Он очнулся в горячем поту, не понимая, где лежит. Пещерные своды давили, плевался искрами затухающий очаг. Ему казалось, он умирает, как израненный дикий зверь. Как трусливое отродье, каким всегда был. Каган Зеэв уперся лбом в холодный тростник подстилки. Зачерпнув ладонью по пыльному полу, неловко поднялся.

Ему казалось, что земля под ногами идет оползнем. Что всё его тело, от загрубелых ступней до мохнатой груди, переломали лавиной и подожгли. Что расквашенная дверь – не дверь вовсе, а пасть голодного медвежора, и стылый сквозняк смердит его гнилым дыханием. Кровью смердит.

Зеэв утер с глаз сор – и удивленно моргнул: вся его правая рука была покрыта липким, темным, пахнущим железом… Кровь.

Он покачнулся, припал к шершавой стене. Не сразу понял, что на нем нет одежды. С колким еканьем под сердцем увидел, что целиком покрыт кровью.

– Нет, – прохрипел Зеэв, тщетно пытаясь вытереть ладонь о камни. – Опять…

В ушах стучали копыта, в горле поселился горький полынный ком.

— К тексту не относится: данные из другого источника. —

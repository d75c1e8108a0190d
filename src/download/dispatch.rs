//! Enqueueing download jobs with the aria2 download agent over WebSocket.

use std::path::PathBuf;
use std::time::Duration;

use futures::stream::{self, StreamExt};
use futures::SinkExt;
use tokio::net::TcpStream;
use tokio_tungstenite::{connect_async, tungstenite::Message, MaybeTlsStream, WebSocketStream};

use crate::config::DownloaderConfig;
use crate::download::job::DownloadJob;
use crate::download::rpc::AddUriRequest;
use crate::error::{Error, Result};
use crate::fs::destination_dir;

type Session = WebSocketStream<MaybeTlsStream<TcpStream>>;

/// Result of submitting one job.
#[derive(Debug)]
pub struct JobOutcome<'a> {
    pub job: &'a DownloadJob,

    /// Raw reply from the agent, or the dispatch error.
    pub result: Result<String>,
}

/// Submits download jobs to the agent, one session per job.
#[derive(Debug, Clone)]
pub struct DownloadDispatcher {
    endpoint: String,
    secret: String,
    base_directory: PathBuf,
    allow_overwrite: bool,
    request_id: Option<String>,
    concurrency: usize,
    timeout: Duration,
}

impl DownloadDispatcher {
    pub fn new(config: &DownloaderConfig) -> Self {
        Self {
            endpoint: config.endpoint.clone(),
            secret: config.secret.clone(),
            base_directory: config.base_directory.clone(),
            allow_overwrite: config.allow_overwrite,
            request_id: config.request_id.clone(),
            concurrency: config.concurrency.max(1),
            timeout: Duration::from_secs(config.timeout_seconds.max(1)),
        }
    }

    /// Override the per-request timeout.
    pub fn with_timeout(mut self, timeout: Duration) -> Self {
        self.timeout = timeout;
        self
    }

    /// Build the enqueue request for a job.
    pub fn build_request(&self, job: &DownloadJob) -> AddUriRequest {
        let id = self
            .request_id
            .clone()
            .unwrap_or_else(|| uuid::Uuid::new_v4().to_string());
        let dir = destination_dir(&self.base_directory, &job.folder);

        AddUriRequest::new(
            id,
            &self.secret,
            job.url.clone(),
            dir.to_string_lossy().into_owned(),
            job.file_name.clone(),
            self.allow_overwrite,
        )
    }

    /// Enqueue a single job and return the agent's raw reply.
    ///
    /// Any reply counts as success; connect, send and read failures, an early
    /// close, and the timeout are dispatch errors.
    pub async fn submit(&self, job: &DownloadJob) -> Result<String> {
        let request = self.build_request(job);
        let payload =
            serde_json::to_string(&request).map_err(|e| Error::dispatch(&job.url, e))?;

        match tokio::time::timeout(self.timeout, self.exchange(&job.url, payload)).await {
            Ok(result) => result,
            Err(_) => Err(Error::dispatch(
                &job.url,
                format!("timed out after {:?}", self.timeout),
            )),
        }
    }

    /// Open a session, send one request, read one reply, close.
    async fn exchange(&self, url: &str, payload: String) -> Result<String> {
        let (mut session, _) = connect_async(self.endpoint.as_str())
            .await
            .map_err(|e| Error::dispatch(url, format!("connect to {}: {}", self.endpoint, e)))?;

        let result = send_and_receive(&mut session, url, payload).await;

        if let Err(e) = session.close(None).await {
            tracing::debug!("Closing downloader session: {}", e);
        }

        result
    }

    /// Submit every job. One job's failure does not stop the others.
    ///
    /// Outcomes are returned in job order. `on_done` runs as each job
    /// finishes.
    pub async fn dispatch_all<'a, F>(
        &self,
        jobs: &'a [DownloadJob],
        mut on_done: F,
    ) -> Vec<JobOutcome<'a>>
    where
        F: FnMut(&JobOutcome<'a>),
    {
        if self.concurrency <= 1 {
            let mut outcomes = Vec::with_capacity(jobs.len());
            for job in jobs {
                let outcome = self.submit_logged(job).await;
                on_done(&outcome);
                outcomes.push(outcome);
            }
            return outcomes;
        }

        let mut indexed: Vec<(usize, JobOutcome<'a>)> = stream::iter(jobs.iter().enumerate())
            .map(|(i, job)| async move { (i, self.submit_logged(job).await) })
            .buffer_unordered(self.concurrency)
            .inspect(|(_, outcome)| on_done(outcome))
            .collect()
            .await;

        indexed.sort_by_key(|(i, _)| *i);
        indexed.into_iter().map(|(_, outcome)| outcome).collect()
    }

    async fn submit_logged<'a>(&self, job: &'a DownloadJob) -> JobOutcome<'a> {
        tracing::info!("Downloading {}", job.url);

        let result = self.submit(job).await;
        match &result {
            Ok(reply) => tracing::debug!("Received: {}", reply),
            Err(e) => tracing::warn!("{}", e),
        }

        JobOutcome { job, result }
    }
}

async fn send_and_receive(session: &mut Session, url: &str, payload: String) -> Result<String> {
    session
        .send(Message::Text(payload))
        .await
        .map_err(|e| Error::dispatch(url, format!("send: {}", e)))?;

    while let Some(msg) = session.next().await {
        let msg = msg.map_err(|e| Error::dispatch(url, format!("read: {}", e)))?;

        match msg {
            Message::Text(text) => return Ok(text),
            Message::Binary(bytes) => return Ok(String::from_utf8_lossy(&bytes).into_owned()),
            Message::Close(frame) => {
                return Err(Error::dispatch(
                    url,
                    format!("session closed before reply ({:?})", frame),
                ))
            }
            // Ping/pong are answered by tungstenite itself.
            _ => continue,
        }
    }

    Err(Error::dispatch(url, "session closed before reply"))
}

#[cfg(test)]
mod tests {
    use super::*;
    use tokio::net::TcpListener;
    use tokio::sync::mpsc;
    use tokio_tungstenite::accept_async;

    const REPLY: &str = r#"{"id":"qwer","jsonrpc":"2.0","result":"2089b05ecca3d829"}"#;

    /// Fake download agent. Records each request; closes without replying
    /// when the request mentions "fail" and stalls when it mentions "hang".
    async fn spawn_agent() -> (String, mpsc::UnboundedReceiver<String>) {
        let listener = TcpListener::bind("127.0.0.1:0").await.unwrap();
        let endpoint = format!("ws://{}/jsonrpc", listener.local_addr().unwrap());
        let (tx, rx) = mpsc::unbounded_channel();

        tokio::spawn(async move {
            loop {
                let Ok((stream, _)) = listener.accept().await else {
                    break;
                };
                let tx = tx.clone();
                tokio::spawn(async move {
                    let Ok(mut ws) = accept_async(stream).await else {
                        return;
                    };
                    if let Some(Ok(Message::Text(text))) = ws.next().await {
                        let _ = tx.send(text.clone());
                        if text.contains("fail") {
                            let _ = ws.close(None).await;
                        } else if text.contains("hang") {
                            tokio::time::sleep(Duration::from_secs(10)).await;
                        } else {
                            let _ = ws.send(Message::Text(REPLY.to_string())).await;
                            // Drain until the client closes.
                            while let Some(Ok(_)) = ws.next().await {}
                        }
                    }
                });
            }
        });

        (endpoint, rx)
    }

    fn dispatcher(endpoint: &str, concurrency: usize) -> DownloadDispatcher {
        DownloadDispatcher::new(&DownloaderConfig {
            endpoint: endpoint.to_string(),
            secret: "p3terx".into(),
            request_id: Some("qwer".into()),
            concurrency,
            ..Default::default()
        })
    }

    fn job(key: &str, url: &str) -> DownloadJob {
        DownloadJob {
            folder: "alice".into(),
            media_key: key.into(),
            url: url.into(),
            file_name: format!("{}.jpg", key),
        }
    }

    #[tokio::test]
    async fn test_submit_sends_add_uri() {
        let (endpoint, mut requests) = spawn_agent().await;
        let reply = dispatcher(&endpoint, 1)
            .submit(&job("3_1", "https://pbs.twimg.com/media/a.jpg:orig"))
            .await
            .unwrap();
        assert_eq!(reply, REPLY);

        let sent: serde_json::Value =
            serde_json::from_str(&requests.recv().await.unwrap()).unwrap();
        assert_eq!(
            sent,
            serde_json::json!({
                "jsonrpc": "2.0",
                "method": "aria2.addUri",
                "id": "qwer",
                "params": [
                    "token:p3terx",
                    ["https://pbs.twimg.com/media/a.jpg:orig"],
                    {"dir": "/downloads/alice", "out": "3_1.jpg", "allow-overwrite": "true"}
                ]
            })
        );
    }

    #[test]
    fn test_request_id_defaults_to_uuid() {
        let dispatcher = DownloadDispatcher::new(&DownloaderConfig::default());
        let request = dispatcher.build_request(&job("3_1", "u"));
        assert!(uuid::Uuid::parse_str(&request.id).is_ok());
    }

    #[tokio::test]
    async fn test_connection_refused_is_dispatch_error() {
        let listener = TcpListener::bind("127.0.0.1:0").await.unwrap();
        let endpoint = format!("ws://{}/jsonrpc", listener.local_addr().unwrap());
        drop(listener);

        let err = dispatcher(&endpoint, 1)
            .submit(&job("3_1", "https://pbs.twimg.com/a.jpg"))
            .await
            .unwrap_err();
        assert!(matches!(err, Error::Dispatch { ref url, .. } if url == "https://pbs.twimg.com/a.jpg"));
    }

    #[tokio::test]
    async fn test_close_without_reply_is_dispatch_error() {
        let (endpoint, _requests) = spawn_agent().await;
        let err = dispatcher(&endpoint, 1)
            .submit(&job("3_1", "https://pbs.twimg.com/fail.jpg"))
            .await
            .unwrap_err();
        assert!(matches!(err, Error::Dispatch { .. }));
    }

    #[tokio::test]
    async fn test_timeout_is_dispatch_error() {
        let (endpoint, _requests) = spawn_agent().await;
        let err = dispatcher(&endpoint, 1)
            .with_timeout(Duration::from_millis(200))
            .submit(&job("3_1", "https://pbs.twimg.com/hang.jpg"))
            .await
            .unwrap_err();
        assert!(matches!(err, Error::Dispatch { ref message, .. } if message.contains("timed out")));
    }

    #[tokio::test]
    async fn test_sequential_dispatch_isolates_failures() {
        let (endpoint, mut requests) = spawn_agent().await;
        let jobs = vec![
            job("1", "https://pbs.twimg.com/one.jpg"),
            job("2", "https://pbs.twimg.com/fail.jpg"),
            job("3", "https://pbs.twimg.com/three.jpg"),
        ];

        let mut finished = 0;
        let outcomes = dispatcher(&endpoint, 1)
            .dispatch_all(&jobs, |_| finished += 1)
            .await;

        assert_eq!(finished, 3);
        assert!(outcomes[0].result.is_ok());
        assert!(outcomes[1].result.is_err());
        assert!(outcomes[2].result.is_ok());

        // Submitted in job order.
        for expected in ["one.jpg", "fail.jpg", "three.jpg"] {
            assert!(requests.recv().await.unwrap().contains(expected));
        }
    }

    #[tokio::test]
    async fn test_pooled_dispatch_reports_in_job_order() {
        let (endpoint, _requests) = spawn_agent().await;
        let jobs: Vec<DownloadJob> = (0..6)
            .map(|i| {
                let name = if i == 2 { "fail".to_string() } else { format!("m{}", i) };
                job(&i.to_string(), &format!("https://pbs.twimg.com/{}.jpg", name))
            })
            .collect();

        let outcomes = dispatcher(&endpoint, 3).dispatch_all(&jobs, |_| {}).await;

        assert_eq!(outcomes.len(), 6);
        for (i, outcome) in outcomes.iter().enumerate() {
            assert_eq!(outcome.job.media_key, i.to_string());
            assert_eq!(outcome.result.is_err(), i == 2);
        }
    }
}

Кровавый след, уже засохший от осеннего ветра, грязной дорожкой вел наружу, туда, откуда на кагана с укором поглядывали россыпи звезд.

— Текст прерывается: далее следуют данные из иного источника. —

//! Media key resolution against a page's lookup table.

use crate::api::model::MediaTable;
use crate::media::item::MediaRecord;

/// Look up a media key. `None` means the API omitted the record, which is a
/// skip rather than an error.
pub fn resolve<'a>(key: &str, table: &'a MediaTable) -> Option<&'a MediaRecord> {
    table.get(key)
}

Он побрел к выходу, шатаясь на ватных ногах, оставляя на стене отпечатки пятерни. Ступни должно было жечь от холода, но Зеэв не чувствовал его. Лихорадка, знакомое бурление промеж ушами да пиявка страха, примостившаяся под сердцем, – вот и всё, что правило каганом Склонов.

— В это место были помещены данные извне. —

//! X API v2 HTTP client.

use std::time::Duration;

use async_trait::async_trait;
use reqwest::header::{self, HeaderValue};
use reqwest::{Client, Response, StatusCode};
use url::Url;

use crate::api::auth::bearer_header;
use crate::api::model::{Account, Page};
use crate::api::options::{TimelineOptions, UserLookupOptions};
use crate::api::source::TimelineSource;
use crate::api::types::{TimelineResponse, UserLookupResponse};
use crate::error::{Error, Result};

/// Default API host.
pub const API_HOST: &str = "https://api.twitter.com";

/// Header carrying the epoch second at which the rate-limit window resets.
const RATE_LIMIT_RESET: &str = "x-rate-limit-reset";

/// X API client with bearer authorization.
pub struct XApi {
    client: Client,
    host: Url,
    authorization: HeaderValue,
    lookup_options: UserLookupOptions,
}

impl XApi {
    /// Create a new API client.
    pub fn new(token: &str, host: &str, timeout: Duration) -> Result<Self> {
        let host = Url::parse(host)?;
        let authorization = bearer_header(token)?;

        let client = Client::builder()
            .user_agent(concat!("x-harvester/", env!("CARGO_PKG_VERSION")))
            .timeout(timeout)
            .build()
            .map_err(|e| Error::Api(format!("Failed to create HTTP client: {}", e)))?;

        Ok(Self {
            client,
            host,
            authorization,
            lookup_options: UserLookupOptions::default(),
        })
    }

    /// Make an authenticated GET request.
    async fn get(&self, path: &str, query: &[(&'static str, String)]) -> Result<Response> {
        let url = self.host.join(path)?;

        tracing::debug!("GET {}", url);

        let response = self
            .client
            .get(url)
            .query(query)
            .header(header::AUTHORIZATION, self.authorization.clone())
            .send()
            .await?;

        let status = response.status();
        tracing::debug!("Response status: {}", status);

        if status == StatusCode::TOO_MANY_REQUESTS {
            let reset = response
                .headers()
                .get(RATE_LIMIT_RESET)
                .and_then(|v| v.to_str().ok())
                .unwrap_or("unknown")
                .to_string();
            return Err(Error::RateLimited(reset));
        }

        if status == StatusCode::UNAUTHORIZED || status == StatusCode::FORBIDDEN {
            let body = response.text().await.unwrap_or_default();
            tracing::error!("Auth error response: {}", body);
            return Err(Error::Authentication(format!(
                "HTTP {}: {}",
                status,
                if body.is_empty() {
                    "Authentication failed"
                } else {
                    &body
                }
            )));
        }

        if !status.is_success() {
            let body = response.text().await.unwrap_or_default();
            return Err(Error::Api(format!("HTTP {}: {}", status, body)));
        }

        Ok(response)
    }

    /// Resolve an account by handle.
    ///
    /// A comma-separated list of handles is accepted; only the first account
    /// returned is used.
    pub async fn lookup_account(&self, handles: &str) -> Result<Account> {
        let names: Vec<&str> = handles
            .split(',')
            .map(str::trim)
            .filter(|h| !h.is_empty())
            .collect();

        if names.is_empty() {
            return Err(Error::Lookup("no account handle given".into()));
        }

        let query = self.lookup_options.query_pairs(&names);
        let result = async {
            let response = self.get("/2/users/by", &query).await?;
            let text = response.text().await?;
            tracing::debug!("User lookup response: {}", text);

            serde_json::from_str::<UserLookupResponse>(&text).map_err(|e| {
                Error::Api(format!(
                    "Failed to parse user lookup: {} - Response: {}",
                    e, text
                ))
            })
        }
        .await
        .map_err(Error::into_lookup)?;

        match result.data.into_iter().next() {
            Some(user) => Ok(Account::from(user)),
            None => {
                for problem in &result.errors {
                    tracing::warn!("User lookup: {}", problem.summary());
                }
                Err(Error::AccountNotFound(handles.to_string()))
            }
        }
    }

    /// Get one page of an account's timeline.
    pub async fn get_timeline(
        &self,
        user_id: &str,
        options: &TimelineOptions,
        pagination_token: Option<&str>,
    ) -> Result<Page> {
        let path = format!("/2/users/{}/tweets", user_id);
        let query = options.query_pairs(pagination_token);

        let response = self.get(&path, &query).await?;
        let text = response.text().await?;
        tracing::debug!("Timeline response length: {} bytes", text.len());

        let timeline: TimelineResponse = serde_json::from_str(&text).map_err(|e| {
            Error::Api(format!(
                "Failed to parse timeline: {} - Response: {}",
                e,
                text.chars().take(500).collect::<String>()
            ))
        })?;

        // Partial errors (e.g. deleted media) come alongside data.
        if timeline.data.is_empty() && !timeline.errors.is_empty() {
            let summary: Vec<String> = timeline.errors.iter().map(|p| p.summary()).collect();
            return Err(Error::Api(summary.join("; ")));
        }
        for problem in &timeline.errors {
            tracing::debug!("Timeline partial error: {}", problem.summary());
        }

        Ok(Page::from(timeline))
    }
}

#[async_trait]
impl TimelineSource for XApi {
    async fn fetch_page(
        &self,
        account_id: &str,
        options: &TimelineOptions,
        pagination_token: Option<&str>,
    ) -> Result<Page> {
        self.get_timeline(account_id, options, pagination_token)
            .await
            .map_err(Error::into_fetch)
    }
}

#[cfg(test)]
mod tests {
    use super::*;
    use tokio::io::{AsyncReadExt, AsyncWriteExt};
    use tokio::net::TcpListener;
    use tokio::task::JoinHandle;

    /// Serve a single canned HTTP response and hand back the raw request head.
    async fn serve_once(
        status_line: &'static str,
        extra_headers: &'static str,
        body: &'static str,
    ) -> (String, JoinHandle<String>) {
        let listener = TcpListener::bind("127.0.0.1:0").await.unwrap();
        let addr = format!("http://{}", listener.local_addr().unwrap());

        let handle = tokio::spawn(async move {
            let (mut socket, _) = listener.accept().await.unwrap();
            let mut request = Vec::new();
            let mut buf = [0u8; 1024];
            while !request.windows(4).any(|w| w == b"\r\n\r\n") {
                let n = socket.read(&mut buf).await.unwrap();
                if n == 0 {
                    break;
                }
                request.extend_from_slice(&buf[..n]);
            }

            let response = format!(
                "{}\r\nContent-Type: application/json\r\n{}Content-Length: {}\r\nConnection: close\r\n\r\n{}",
                status_line,
                extra_headers,
                body.len(),
                body
            );
            socket.write_all(response.as_bytes()).await.unwrap();
            socket.shutdown().await.ok();

            String::from_utf8_lossy(&request).into_owned()
        });

        (addr, handle)
    }

    fn api(host: &str) -> XApi {
        XApi::new("test-token", host, Duration::from_secs(5)).unwrap()
    }

    #[test]
    fn test_new_rejects_bad_host() {
        assert!(matches!(
            XApi::new("t", "not a url", Duration::from_secs(1)),
            Err(Error::UrlParse(_))
        ));
    }

    #[tokio::test]
    async fn test_lookup_uses_first_account() {
        let (host, server) = serve_once(
            "HTTP/1.1 200 OK",
            "",
            r#"{"data":[{"id":"42","username":"alice","description":"bio"},{"id":"43","username":"bob"}]}"#,
        )
        .await;

        let account = api(&host).lookup_account("alice,bob").await.unwrap();
        assert_eq!(account.id, "42");
        assert_eq!(account.description, "bio");

        let request = server.await.unwrap();
        assert!(request.starts_with("GET /2/users/by?usernames=alice%2Cbob"));
        assert!(request.to_lowercase().contains("authorization: bearer test-token"));
    }

    #[tokio::test]
    async fn test_lookup_not_found() {
        let (host, _server) = serve_once(
            "HTTP/1.1 200 OK",
            "",
            r#"{"errors":[{"title":"Not Found Error","detail":"Could not find user"}]}"#,
        )
        .await;

        let err = api(&host).lookup_account("nobody").await.unwrap_err();
        assert!(matches!(err, Error::AccountNotFound(ref h) if h == "nobody"));
    }

    #[tokio::test]
    async fn test_timeline_page_and_token() {
        let (host, server) = serve_once(
            "HTTP/1.1 200 OK",
            "",
            r#"{"data":[{"id":"1","public_metrics":{"like_count":3}}],"meta":{"next_token":"n2"}}"#,
        )
        .await;

        let page = api(&host)
            .fetch_page("42", &TimelineOptions::default(), Some("n1"))
            .await
            .unwrap();
        assert_eq!(page.posts.len(), 1);
        assert_eq!(page.continuation(), Some("n2"));

        let request = server.await.unwrap();
        assert!(request.starts_with("GET /2/users/42/tweets?"));
        assert!(request.contains("pagination_token=n1"));
    }

    #[tokio::test]
    async fn test_rate_limit_is_reported() {
        let (host, _server) = serve_once(
            "HTTP/1.1 429 Too Many Requests",
            "x-rate-limit-reset: 1700000000\r\n",
            r#"{"title":"Too Many Requests"}"#,
        )
        .await;

        let err = api(&host)
            .fetch_page("42", &TimelineOptions::default(), None)
            .await
            .unwrap_err();
        assert!(matches!(err, Error::RateLimited(ref reset) if reset == "1700000000"));
    }

    #[tokio::test]
    async fn test_server_error_becomes_fetch_error() {
        let (host, _server) =
            serve_once("HTTP/1.1 503 Service Unavailable", "", r#"{"title":"down"}"#).await;

        let err = api(&host)
            .fetch_page("42", &TimelineOptions::default(), None)
            .await
            .unwrap_err();
        assert!(matches!(err, Error::Fetch(ref m) if m.contains("503")));
    }
}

Зеэв через силу перешагнул обломки двери, не поведя и бровью, когда в пятку воткнулась щепка. Грохот сердца, вой сквозняка. На петлях скрипнула чудом уцелевшая дощечка.

Ступив на луг, он сразу увидел мешанину плоти средь примятого вереска. Сквозь муть в мыслях и глухое сожаление глянул на овчинный тулуп, заляпанный кровью, на обломки ребер, что торчали наружу, как опоры сгоревшего шатра… Зеэв боялся того, что может увидеть. Кого увидеть. Вдруг там спряталась рыжая борода Борза? Или добрые глаза Чахи?.. Крючковатый нос пастуха Кебе, кудри какого-нибудь ребятенка? Кого опять он убил?..

Зверь. Чудовище. Палач своего народа.

Оказавшись совсем близко, он вдруг остолбенел. И тут же выдохнул.

На траве валялся баран. Разорванный в клочья, с выкорчеванными рогами – но всё же баран. Не человек, Зеэв, не кто-то из своих… Он осел на траву прямо там, где стоял. Не то от мороза, не то от облегчения жар вдруг отпустил его. К разуму возвращалось угрюмое спокойствие.

Зеэв привычным движением зашарил было по карманам в поисках трубки, но вспомнил: он же гол, как лягушонок. И с удивлением осознал, что не чувствует руки. Его левая от локтя и ниже будто обмерла. Он сжал и разжал пальцы. Получилось.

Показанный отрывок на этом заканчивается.